### What you will do
Once you have checked the records that follow, state how many of their lines hold "impl", giving the number only.

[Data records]
= Beginning of Section =

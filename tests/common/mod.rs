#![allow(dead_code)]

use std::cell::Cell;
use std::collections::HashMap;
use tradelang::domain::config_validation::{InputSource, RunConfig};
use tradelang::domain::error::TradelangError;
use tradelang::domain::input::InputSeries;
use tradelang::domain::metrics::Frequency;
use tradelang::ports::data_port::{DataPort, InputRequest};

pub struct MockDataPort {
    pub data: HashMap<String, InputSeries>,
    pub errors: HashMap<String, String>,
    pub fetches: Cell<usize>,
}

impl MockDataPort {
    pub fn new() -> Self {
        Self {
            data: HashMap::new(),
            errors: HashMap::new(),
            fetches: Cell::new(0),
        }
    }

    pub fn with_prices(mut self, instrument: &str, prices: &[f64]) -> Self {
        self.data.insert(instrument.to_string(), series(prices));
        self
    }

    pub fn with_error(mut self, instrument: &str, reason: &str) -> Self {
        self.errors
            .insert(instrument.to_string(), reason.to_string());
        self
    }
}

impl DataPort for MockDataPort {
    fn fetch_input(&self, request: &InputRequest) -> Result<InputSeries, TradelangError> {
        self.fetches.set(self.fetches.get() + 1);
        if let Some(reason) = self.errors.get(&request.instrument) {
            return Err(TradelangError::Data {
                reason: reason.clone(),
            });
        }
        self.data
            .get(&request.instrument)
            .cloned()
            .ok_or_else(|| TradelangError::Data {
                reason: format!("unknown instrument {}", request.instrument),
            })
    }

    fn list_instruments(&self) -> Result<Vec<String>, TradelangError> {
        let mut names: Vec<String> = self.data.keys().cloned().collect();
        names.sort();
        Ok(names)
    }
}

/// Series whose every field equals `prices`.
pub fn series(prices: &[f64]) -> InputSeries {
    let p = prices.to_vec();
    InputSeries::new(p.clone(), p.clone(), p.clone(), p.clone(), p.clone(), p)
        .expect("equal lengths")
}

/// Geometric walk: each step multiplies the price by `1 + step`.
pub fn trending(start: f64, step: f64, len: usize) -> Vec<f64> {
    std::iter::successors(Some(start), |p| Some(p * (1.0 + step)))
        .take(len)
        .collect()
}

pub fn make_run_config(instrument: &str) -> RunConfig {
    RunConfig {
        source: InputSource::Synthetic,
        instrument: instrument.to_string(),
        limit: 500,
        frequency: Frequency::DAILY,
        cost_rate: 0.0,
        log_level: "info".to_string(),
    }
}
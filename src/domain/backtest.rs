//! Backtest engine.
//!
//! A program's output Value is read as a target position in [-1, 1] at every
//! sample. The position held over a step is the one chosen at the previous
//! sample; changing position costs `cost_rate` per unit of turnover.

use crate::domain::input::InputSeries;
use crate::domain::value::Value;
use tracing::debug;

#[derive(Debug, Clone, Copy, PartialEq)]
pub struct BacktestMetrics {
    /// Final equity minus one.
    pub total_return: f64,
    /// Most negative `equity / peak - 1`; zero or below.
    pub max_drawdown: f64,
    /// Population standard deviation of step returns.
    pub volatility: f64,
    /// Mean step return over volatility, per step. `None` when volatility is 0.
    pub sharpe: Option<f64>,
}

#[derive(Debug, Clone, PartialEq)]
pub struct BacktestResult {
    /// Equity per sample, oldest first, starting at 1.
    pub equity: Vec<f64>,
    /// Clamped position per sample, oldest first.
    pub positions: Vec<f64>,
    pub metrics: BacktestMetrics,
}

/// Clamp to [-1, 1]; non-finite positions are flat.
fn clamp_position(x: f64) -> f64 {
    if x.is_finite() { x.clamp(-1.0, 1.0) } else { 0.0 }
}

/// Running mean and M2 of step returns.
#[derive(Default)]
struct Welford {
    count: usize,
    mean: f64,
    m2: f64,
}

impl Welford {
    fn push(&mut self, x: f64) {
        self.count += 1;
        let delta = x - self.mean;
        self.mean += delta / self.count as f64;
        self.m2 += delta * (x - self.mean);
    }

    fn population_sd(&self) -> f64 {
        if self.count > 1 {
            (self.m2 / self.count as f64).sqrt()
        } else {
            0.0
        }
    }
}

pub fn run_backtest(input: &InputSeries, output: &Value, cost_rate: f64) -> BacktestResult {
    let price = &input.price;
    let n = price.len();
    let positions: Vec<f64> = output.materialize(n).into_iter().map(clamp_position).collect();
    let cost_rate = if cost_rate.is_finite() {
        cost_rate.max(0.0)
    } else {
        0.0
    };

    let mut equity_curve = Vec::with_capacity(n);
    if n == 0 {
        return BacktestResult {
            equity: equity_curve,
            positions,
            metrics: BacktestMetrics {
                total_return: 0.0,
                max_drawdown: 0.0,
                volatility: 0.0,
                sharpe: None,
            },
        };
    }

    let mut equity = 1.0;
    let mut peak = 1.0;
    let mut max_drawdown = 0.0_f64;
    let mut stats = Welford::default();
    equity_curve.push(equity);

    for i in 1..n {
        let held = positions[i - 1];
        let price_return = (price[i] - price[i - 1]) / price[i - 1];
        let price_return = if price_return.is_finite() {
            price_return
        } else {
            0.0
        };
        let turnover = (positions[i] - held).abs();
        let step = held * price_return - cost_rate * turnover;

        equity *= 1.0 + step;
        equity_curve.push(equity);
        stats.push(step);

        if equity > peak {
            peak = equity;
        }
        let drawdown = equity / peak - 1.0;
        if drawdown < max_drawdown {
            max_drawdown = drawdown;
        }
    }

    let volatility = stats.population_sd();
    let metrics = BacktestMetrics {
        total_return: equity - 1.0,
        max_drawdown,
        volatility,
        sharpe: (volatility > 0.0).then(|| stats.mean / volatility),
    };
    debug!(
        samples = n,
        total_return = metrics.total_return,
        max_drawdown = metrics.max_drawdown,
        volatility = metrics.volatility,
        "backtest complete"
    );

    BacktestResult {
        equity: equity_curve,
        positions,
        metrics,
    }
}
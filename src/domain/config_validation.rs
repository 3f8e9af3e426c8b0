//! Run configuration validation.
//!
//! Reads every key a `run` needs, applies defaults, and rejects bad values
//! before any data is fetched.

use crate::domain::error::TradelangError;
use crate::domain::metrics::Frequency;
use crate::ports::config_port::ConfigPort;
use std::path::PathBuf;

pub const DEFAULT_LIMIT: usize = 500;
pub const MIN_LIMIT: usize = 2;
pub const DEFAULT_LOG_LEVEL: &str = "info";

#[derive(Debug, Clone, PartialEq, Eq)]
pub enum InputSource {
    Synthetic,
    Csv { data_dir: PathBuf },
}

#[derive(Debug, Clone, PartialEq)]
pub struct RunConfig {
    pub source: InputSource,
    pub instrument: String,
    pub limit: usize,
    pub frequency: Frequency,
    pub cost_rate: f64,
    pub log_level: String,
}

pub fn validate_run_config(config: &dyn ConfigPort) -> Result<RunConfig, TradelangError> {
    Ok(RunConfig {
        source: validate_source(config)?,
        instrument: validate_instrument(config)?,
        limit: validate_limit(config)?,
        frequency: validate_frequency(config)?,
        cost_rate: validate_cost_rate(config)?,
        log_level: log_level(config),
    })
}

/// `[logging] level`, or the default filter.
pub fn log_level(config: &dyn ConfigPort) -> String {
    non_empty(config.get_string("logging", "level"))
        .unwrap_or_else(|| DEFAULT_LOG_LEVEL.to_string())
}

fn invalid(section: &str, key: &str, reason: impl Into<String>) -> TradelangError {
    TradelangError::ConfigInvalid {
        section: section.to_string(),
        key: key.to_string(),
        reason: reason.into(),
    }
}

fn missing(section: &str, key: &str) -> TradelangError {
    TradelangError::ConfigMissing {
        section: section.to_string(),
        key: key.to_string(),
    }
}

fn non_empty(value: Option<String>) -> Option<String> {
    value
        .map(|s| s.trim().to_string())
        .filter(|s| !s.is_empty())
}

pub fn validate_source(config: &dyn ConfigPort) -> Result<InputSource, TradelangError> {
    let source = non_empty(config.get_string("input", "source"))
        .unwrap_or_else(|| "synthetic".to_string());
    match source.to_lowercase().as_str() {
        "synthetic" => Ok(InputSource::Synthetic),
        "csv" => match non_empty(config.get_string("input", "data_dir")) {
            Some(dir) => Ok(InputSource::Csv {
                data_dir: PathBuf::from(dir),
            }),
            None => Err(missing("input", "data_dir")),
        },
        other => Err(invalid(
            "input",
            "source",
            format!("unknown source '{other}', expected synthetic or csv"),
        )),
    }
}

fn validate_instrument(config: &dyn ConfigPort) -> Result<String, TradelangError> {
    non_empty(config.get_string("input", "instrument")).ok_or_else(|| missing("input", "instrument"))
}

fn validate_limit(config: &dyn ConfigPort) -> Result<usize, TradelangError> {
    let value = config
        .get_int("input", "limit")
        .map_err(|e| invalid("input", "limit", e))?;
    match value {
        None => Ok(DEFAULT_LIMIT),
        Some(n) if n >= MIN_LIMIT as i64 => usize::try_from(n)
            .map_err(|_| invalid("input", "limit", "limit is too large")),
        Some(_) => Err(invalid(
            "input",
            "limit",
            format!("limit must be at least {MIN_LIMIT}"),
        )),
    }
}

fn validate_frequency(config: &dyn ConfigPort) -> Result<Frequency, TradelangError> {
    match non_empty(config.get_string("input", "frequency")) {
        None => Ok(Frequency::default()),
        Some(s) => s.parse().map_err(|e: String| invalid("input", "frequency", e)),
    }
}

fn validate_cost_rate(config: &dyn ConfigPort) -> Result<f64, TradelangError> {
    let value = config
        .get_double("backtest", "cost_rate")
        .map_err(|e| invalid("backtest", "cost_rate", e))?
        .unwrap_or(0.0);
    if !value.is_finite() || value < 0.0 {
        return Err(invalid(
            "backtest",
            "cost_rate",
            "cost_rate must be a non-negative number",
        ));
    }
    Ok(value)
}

= End of Section =

### Response area
4